Belgrade, Jun. 11, (dpa/GNA) – Montenegrins began voting on Sunday in early parliamentary elections after the ousting in April of long-ruling pro-Western president Milo Djukanovic, with 540,000 voters eligible to cast their ballots.
The new Europe Now! movement with a modernizing agenda goes into the elections as favourite. The party backs accession to the European Union, but is also seen as leaning towards neighbouring Serbia.
According to opinion polls, an absolute majority for the party is unlikely however, and its leading candidate, Milojko Spajic, will need partners for a coalition.
The Democratic Party of Socialists of Montenegro (DPS) are seen as likely to come second in the elections. Djukanovic stood down as party leader after losing the presidential elections.
Europe Now! is considered likely to look elsewhere for coalition partners.
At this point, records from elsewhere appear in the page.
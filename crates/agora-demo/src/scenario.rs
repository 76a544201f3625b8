/// The fixed demonstration sequence.
///
/// Reproduces the canonical walkthrough: three users, two friendships,
/// two groups, two messages, then reports before and after a round of
/// removals. Stdout carries only the reports; logging goes to stderr.
use std::io::Write;

use agora_store::{report, GroupName, NetworkStore, Username};

use crate::events;

/// Runner options from the CLI.
pub struct ScenarioConfig {
    pub json: bool,
}

pub fn run(config: ScenarioConfig) -> anyhow::Result<()> {
    let mut network = NetworkStore::new();

    let alice = Username::from("Alice");
    let bob = Username::from("Bob");
    let charlie = Username::from("Charlie");
    let group1 = GroupName::from("Group1");
    let group2 = GroupName::from("Group2");

    // Register users
    network.add_user(alice.clone());
    network.add_user(bob.clone());
    network.add_user(charlie.clone());

    // Make friends
    network.add_friendship(alice.clone(), bob.clone());
    network.add_friendship(bob.clone(), charlie.clone());

    // Create groups
    network.create_group(group1.clone(), vec![alice.clone(), bob.clone()]);
    network.create_group(group2.clone(), vec![charlie.clone()]);

    // Send messages
    network.send_message(alice.clone(), bob.clone(), "Hey Bob, how are you?".into());
    network.send_message(charlie.clone(), alice.clone(), "Hi Alice, what's up?".into());

    let stdout = std::io::stdout();
    let mut out = stdout.lock();

    // Initial state
    report_friendships(&mut out, &network, config.json)?;
    report_groups(&mut out, &network, config.json)?;
    report_messages(&mut out, &mut network, &alice, config.json)?;

    // Remove a friendship and a group member
    network.remove_friendship(&alice, &bob);
    network.remove_from_group(&bob, &group1);

    // State after modifications
    report_friendships(&mut out, &network, config.json)?;
    report_groups(&mut out, &network, config.json)?;
    report_messages(&mut out, &mut network, &bob, config.json)?;

    out.flush()?;
    tracing::info!("demo sequence complete");
    Ok(())
}

// ── Report emission ──────────────────────────────────────────────

fn report_friendships(
    out: &mut impl Write,
    network: &NetworkStore,
    json: bool,
) -> anyhow::Result<()> {
    if json {
        events::emit(&events::EventFriendships {
            event: "friendships",
            friendships: network
                .friendships()
                .map(|(user, friends)| (user.clone(), friends.iter().cloned().collect()))
                .collect(),
        });
    } else {
        write!(out, "{}", report::friendships_report(network))?;
    }
    Ok(())
}

fn report_groups(out: &mut impl Write, network: &NetworkStore, json: bool) -> anyhow::Result<()> {
    if json {
        events::emit(&events::EventGroups {
            event: "groups",
            groups: network
                .groups()
                .map(|(group, members)| (group.clone(), members.iter().cloned().collect()))
                .collect(),
        });
    } else {
        write!(out, "{}", report::groups_report(network))?;
    }
    Ok(())
}

/// Drains the recipient's inbox and reports it: the report itself is the
/// consuming read.
fn report_messages(
    out: &mut impl Write,
    network: &mut NetworkStore,
    recipient: &Username,
    json: bool,
) -> anyhow::Result<()> {
    match network.drain_messages(recipient) {
        Some(messages) => {
            if json {
                events::emit(&events::EventMessages {
                    event: "messages",
                    recipient: recipient.clone(),
                    messages,
                });
            } else {
                write!(out, "{}", report::messages_report(recipient, &messages))?;
            }
        }
        None => {
            if json {
                events::emit(&events::EventNoMessages {
                    event: "no_messages",
                    recipient: recipient.clone(),
                });
            } else {
                write!(out, "{}", report::no_messages_report(recipient))?;
            }
        }
    }
    Ok(())
}
mod events;
mod scenario;

use clap::Parser;

#[derive(Parser)]
#[command(name = "agora-demo", about = "Fixed demonstration sequence for the agora store")]
struct Cli {
    /// Emit JSONL events instead of the human report lines.
    #[arg(long)]
    json: bool,
}

fn main() -> anyhow::Result<()> {
    tracing_subscriber::fmt()
        .with_env_filter(
            tracing_subscriber::EnvFilter::try_from_default_env()
                .unwrap_or_else(|_| "warn".into()),
        )
        .with_writer(std::io::stderr)
        .init();

    let cli = Cli::parse();

    eprintln!("agora-demo v{}", env!("CARGO_PKG_VERSION"));
    eprintln!();

    scenario::run(scenario::ScenarioConfig { json: cli.json })
}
Third-placed in the opinion polls is the pro-Serbian and pro-Russian Democratic Front (DF), which is campaigning under the name “For the Future of Montenegro.” How the grouping could contribute to a new coalition remains unclear.
Djukanovic had dominated the Balkan country’s politics since the breakup of Yugoslavia, first taking office as prime minister in 1991 and then serving as president until the spring of this year.
He took Montenegro to independence in 2006 and into NATO in 2017. The country of some 600,000 has been in accession talks with the EU since 2012.
Djukanovic’s grip on the country’s politics began to slip in 2020, when his DPS and its partners lost their parliamentary majority for the first time. But the subsequent largely pro-Serbian government that followed turned out to be unstable, leading to Sunday’s early elections.